Saved entries
═══

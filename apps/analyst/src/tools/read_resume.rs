use std::path::Path;

use tracing::info;

use crate::document::DocumentReader;
use crate::models::resume::ResumeText;
use crate::pii::redact_pii;
use crate::tools::ToolError;

/// Reads the resume at `path` through the document reader.
/// With `redact` set, emails, card numbers and URLs are scrubbed before the
/// text can reach the model.
pub async fn read_resume(
    reader: &dyn DocumentReader,
    path: &Path,
    redact: bool,
) -> Result<ResumeText, ToolError> {
    let raw = reader.extract_text(path).await?;
    let text = if redact { redact_pii(&raw) } else { raw };

    info!(
        "Resume read from {} ({} characters, redacted={})",
        path.display(),
        text.chars().count(),
        redact
    );
    Ok(ResumeText::new(path, text))
}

═══

WHAT YOU WILL DO » Report only how many lines above include "DocumentReader".

SOLUTION TO THE EXERCISE » 2